Dataset records

——

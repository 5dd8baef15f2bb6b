//! Lazy pre-order and post-order traversal of a node and its descendants
//!
//! Children are stored as hashes, so the walk resolves them through a
//! [`NodeResolver`] as it goes. Ghosts are visited but never descended into.

use crate::error::{CoreError, Result};
use crate::node::{Metadata, Node};
use crate::types::Hash;

/// Anything that can turn a tree hash back into a node.
pub trait NodeResolver {
    fn resolve_hash(&self, hash: &Hash) -> Result<Option<Node>>;
}

#[derive(Debug, Clone, Copy, PartialEq, Eq)]
pub enum WalkOrder {
    /// Parents before their children.
    PreOrder,
    /// Children before their parents.
    PostOrder,
}

enum Frame {
    Pending(Node),
    Expanded(Node),
}

/// Iterator over a subtree.
pub struct Walk<'a, R: NodeResolver + ?Sized> {
    resolver: &'a R,
    order: WalkOrder,
    stack: Vec<Frame>,
}

/// Start a lazy traversal rooted at `node`.
pub fn walk<R: NodeResolver + ?Sized>(resolver: &R, node: Node, order: WalkOrder) -> Walk<'_, R> {
    Walk {
        resolver,
        order,
        stack: vec![Frame::Pending(node)],
    }
}

/// Eager traversal calling `visit` once per node; stops at the first error.
pub fn walk_with<R, F>(resolver: &R, node: Node, order: WalkOrder, mut visit: F) -> Result<()>
where
    R: NodeResolver + ?Sized,
    F: FnMut(&Node) -> Result<()>,
{
    for item in walk(resolver, node, order) {
        visit(&item?)?;
    }
    Ok(())
}

impl<'a, R: NodeResolver + ?Sized> Walk<'a, R> {
    fn children_of(&self, node: &Node) -> Result<Vec<Node>> {
        let dir = match node {
            Node::Directory(dir) => dir,
            _ => return Ok(Vec::new()),
        };
        let mut children = Vec::with_capacity(dir.len());
        for (name, hash) in dir.children() {
            match self.resolver.resolve_hash(hash)? {
                Some(child) => children.push(child),
                None => {
                    return Err(CoreError::NotFound(format!(
                        "child {} ({}) of {}",
                        name,
                        hash.short(),
                        dir.path()
                    )))
                }
            }
        }
        Ok(children)
    }

    fn push_children(&mut self, node: &Node) -> Result<()> {
        let children = self.children_of(node)?;
        // Reversed so that children pop off the stack in name order.
        for child in children.into_iter().rev() {
            self.stack.push(Frame::Pending(child));
        }
        Ok(())
    }
}

impl<'a, R: NodeResolver + ?Sized> Iterator for Walk<'a, R> {
    type Item = Result<Node>;

    fn next(&mut self) -> Option<Self::Item> {
        loop {
            let frame = self.stack.pop()?;
            match (self.order, frame) {
                (WalkOrder::PreOrder, Frame::Pending(node)) => {
                    if let Err(e) = self.push_children(&node) {
                        self.stack.clear();
                        return Some(Err(e));
                    }
                    return Some(Ok(node));
                }
                (WalkOrder::PostOrder, Frame::Pending(node)) => {
                    let children = match self.children_of(&node) {
                        Ok(children) => children,
                        Err(e) => {
                            self.stack.clear();
                            return Some(Err(e));
                        }
                    };
                    self.stack.push(Frame::Expanded(node));
                    for child in children.into_iter().rev() {
                        self.stack.push(Frame::Pending(child));
                    }
                }
                (_, Frame::Expanded(node)) => return Some(Ok(node)),
            }
        }
    }
}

——

• _Exercise_
Whenever a line of the data above holds the word "Pending", it counts once; report the total number of such lines and nothing more.

• _Written reply_
6